I see your POV and I support it if that’s what serves you best. But for me…nah, I’ll pass. For several reasons. The 3 most basic are:
- I’m too selfish to prioritize someone else’s needs and wishes over mine. I refuse to make someone else the center of my universe. A child is a limitation for me. And the limitations I already have are enough, I don’t need more. And no, I’m not ashamed to admit it, I’d be ashamed to pretend that this would make me happy. It won’t.
- No matter how cute it could be to have a spawn of my own, the genes that I, as his/her mother, would pass aren’t nearly ok-ish. I have the duty to protect a future human being from that.

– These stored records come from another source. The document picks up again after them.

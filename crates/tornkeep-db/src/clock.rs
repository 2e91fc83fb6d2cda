//! Source of "now" for every timestamp the store writes.
//!
//! `created_at`, `last_updated`, `recorded_at`, summary `created_at` and the
//! pruning cutoff all come from a [`Clock`]. The store owns no timers.

use std::sync::atomic::{AtomicI64, Ordering};

use chrono::{DateTime, Utc};

/// Supplies the current time.
pub trait Clock: Send + Sync + std::fmt::Debug {
    /// The current time, truncated to whole seconds by the store.
    fn now(&self) -> DateTime<Utc>;
}

/// Wall-clock time.
#[derive(Debug, Clone, Copy, Default)]
pub struct SystemClock;

impl Clock for SystemClock {
    fn now(&self) -> DateTime<Utc> {
        Utc::now()
    }
}

/// A clock that only moves when told to. Used by tests and backfills.
#[derive(Debug)]
pub struct ManualClock {
    secs: AtomicI64,
}

impl ManualClock {
    /// Start at the given instant.
    pub fn new(start: DateTime<Utc>) -> Self {
        Self {
            secs: AtomicI64::new(start.timestamp()),
        }
    }

    /// Jump to an absolute instant.
    pub fn set(&self, at: DateTime<Utc>) {
        self.secs.store(at.timestamp(), Ordering::SeqCst);
    }

    /// Move forward by `secs` seconds.
    pub fn advance(&self, secs: i64) {
        let _ = self
            .secs
            .fetch_update(Ordering::SeqCst, Ordering::SeqCst, |cur| {
                Some(cur.saturating_add(secs))
            });
    }
}

impl Clock for ManualClock {
    fn now(&self) -> DateTime<Utc> {
        DateTime::from_timestamp(self.secs.load(Ordering::SeqCst), 0).unwrap_or_default()
    }
}

#[cfg(test)]
mod tests {
    use super::*;

    #[test]
    fn manual_clock_moves_only_when_told() {
        let start = DateTime::from_timestamp(1_700_000_000, 0).unwrap_or_default();
        let clock = ManualClock::new(start);
        assert_eq!(clock.now(), start);
        clock.advance(60);
        assert_eq!(clock.now().timestamp(), 1_700_000_060);
    }
}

- The need to express myself in my house without having to find a bunch of excuses is vital. Freedom, for me, is vital. No, you won’t find a flag with a sigil on my wall, but I refuse to hide from a (potentially) lifelong partner. That being said, I don’t wish to have a lifelong partner. People tire me too fast. I could be a single mother but, coming from a divorced family, I know I could not support a child properly in any way.

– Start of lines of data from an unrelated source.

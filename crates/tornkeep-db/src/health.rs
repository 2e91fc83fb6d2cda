//! Health metrics and online backup.

use std::path::{Path, PathBuf};

use chrono::{DateTime, TimeDelta, Utc};
use serde::Serialize;
use sqlx::{QueryBuilder, Sqlite};
use tornkeep_types::ObservationKind;

use crate::catalog::{self, TableSpec};
use crate::error::DbError;
use crate::sqlite::{Store, from_unix};

/// Backup file name pattern, formatted with the clock's current time.
pub const BACKUP_FILE_FORMAT: &str = "torn_data_backup_%Y%m%d_%H%M%S.db";

/// Row count of one table.
#[derive(Debug, Clone, PartialEq, Eq, Serialize)]
pub struct TableCount {
    /// Table name.
    pub table: &'static str,
    /// Number of rows.
    pub rows: i64,
}

/// Age profile of one history table.
#[derive(Debug, Clone, PartialEq, Eq, Serialize)]
pub struct HistoryAge {
    /// Observation kind stored in the table.
    pub kind: ObservationKind,
    /// History table name.
    pub table: &'static str,
    /// Oldest `recorded_at`, if any rows exist.
    pub oldest: Option<DateTime<Utc>>,
    /// Newest `recorded_at`, if any rows exist.
    pub newest: Option<DateTime<Utc>>,
    /// Rows recorded before the retention horizon.
    pub past_horizon: i64,
}

/// Snapshot of the store's state.
#[derive(Debug, Clone, PartialEq, Eq, Serialize)]
pub struct HealthReport {
    /// Applied schema version, 0 for a fresh file.
    pub schema_version: i64,
    /// Row counts of catalogued tables present in the file.
    pub tables: Vec<TableCount>,
    /// Per-kind history ages.
    pub history: Vec<HistoryAge>,
    /// Horizon used for `past_horizon`.
    pub horizon_days: i64,
    /// `page_count * page_size`.
    pub size_bytes: i64,
}

impl Store {
    /// Collect health metrics on the read-only pool.
    ///
    /// # Errors
    ///
    /// Returns [`DbError::Config`] for a horizon that overflows the clock and
    /// [`DbError::Sqlite`] if the engine fails.
    pub async fn health(&self, horizon_days: i64) -> Result<HealthReport, DbError> {
        let cutoff = TimeDelta::try_days(horizon_days)
            .and_then(|delta| self.clock().now().checked_sub_signed(delta))
            .ok_or_else(|| DbError::Config(format!("invalid horizon: {horizon_days} days")))?;

        let present: Vec<String> =
            sqlx::query_scalar("SELECT name FROM sqlite_master WHERE type = 'table'")
                .fetch_all(self.reader())
                .await?;
        let is_present = |table: &TableSpec| present.iter().any(|name| name == table.name);

        let schema_version = if is_present(&catalog::SCHEMA_VERSION) {
            sqlx::query_scalar::<_, Option<i64>>("SELECT MAX(version) FROM schema_version")
                .fetch_one(self.reader())
                .await?
                .unwrap_or(0)
        } else {
            0
        };

        let mut tables = Vec::new();
        for table in catalog::ALL_TABLES.into_iter().filter(|t| is_present(t)) {
            let mut count = QueryBuilder::<Sqlite>::new("SELECT COUNT(*) FROM ");
            count.push(table.name);
            let rows = count
                .build_query_scalar::<i64>()
                .fetch_one(self.reader())
                .await?;
            tables.push(TableCount {
                table: table.name,
                rows,
            });
        }

        let mut history = Vec::new();
        for kind in ObservationKind::ALL {
            let table = catalog::layout(kind).history;
            if !is_present(table) {
                continue;
            }
            let mut ages = QueryBuilder::<Sqlite>::new(
                "SELECT MIN(recorded_at), MAX(recorded_at), \
                 COALESCE(SUM(CASE WHEN recorded_at < ",
            );
            ages.push_bind(cutoff.timestamp())
                .push(" THEN 1 ELSE 0 END), 0) FROM ")
                .push(table.name);
            let (oldest, newest, past_horizon): (Option<i64>, Option<i64>, i64) =
                ages.build_query_as().fetch_one(self.reader()).await?;
            history.push(HistoryAge {
                kind,
                table: table.name,
                oldest: oldest.map(from_unix),
                newest: newest.map(from_unix),
                past_horizon,
            });
        }

        let page_count: i64 = sqlx::query_scalar("PRAGMA page_count")
            .fetch_one(self.reader())
            .await?;
        let page_size: i64 = sqlx::query_scalar("PRAGMA page_size")
            .fetch_one(self.reader())
            .await?;

        Ok(HealthReport {
            schema_version,
            tables,
            history,
            horizon_days,
            size_bytes: page_count.saturating_mul(page_size),
        })
    }

    /// Write a consistent copy of the database into `dir`.
    ///
    /// Runs `VACUUM INTO` on the writer connection, so the copy reflects
    /// every committed write and no half-applied one.
    ///
    /// # Errors
    ///
    /// Returns [`DbError::Io`] if `dir` cannot be created,
    /// [`DbError::Config`] for a non UTF-8 path and [`DbError::Sqlite`] if the
    /// engine fails (including when the target file already exists).
    pub async fn backup_to(&self, dir: &Path) -> Result<PathBuf, DbError> {
        tokio::fs::create_dir_all(dir).await?;
        let target = dir.join(self.clock().now().format(BACKUP_FILE_FORMAT).to_string());
        let target_str = target
            .to_str()
            .ok_or_else(|| DbError::Config(format!("non UTF-8 backup path: {}", target.display())))?;

        sqlx::query("VACUUM INTO ?1")
            .bind(target_str)
            .execute(self.writer())
            .await?;

        tracing::info!(path = %target.display(), "Database backup written");
        Ok(target)
    }
}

As I’m the last of my name, I was troubling myself too much as a child, how will I find a husband that will accept my name to be given to our children. I even had a plan to find someone who has a brother, who has children already! lolz
Then several years later, my grandma told me “Pft, big deal, you don’t even have an importand name”. And you know, a weight got lift from my chest from that day. Indeed, my name is no more special than any other name out there.
And I don’t have to pass it along with my genes to anyone.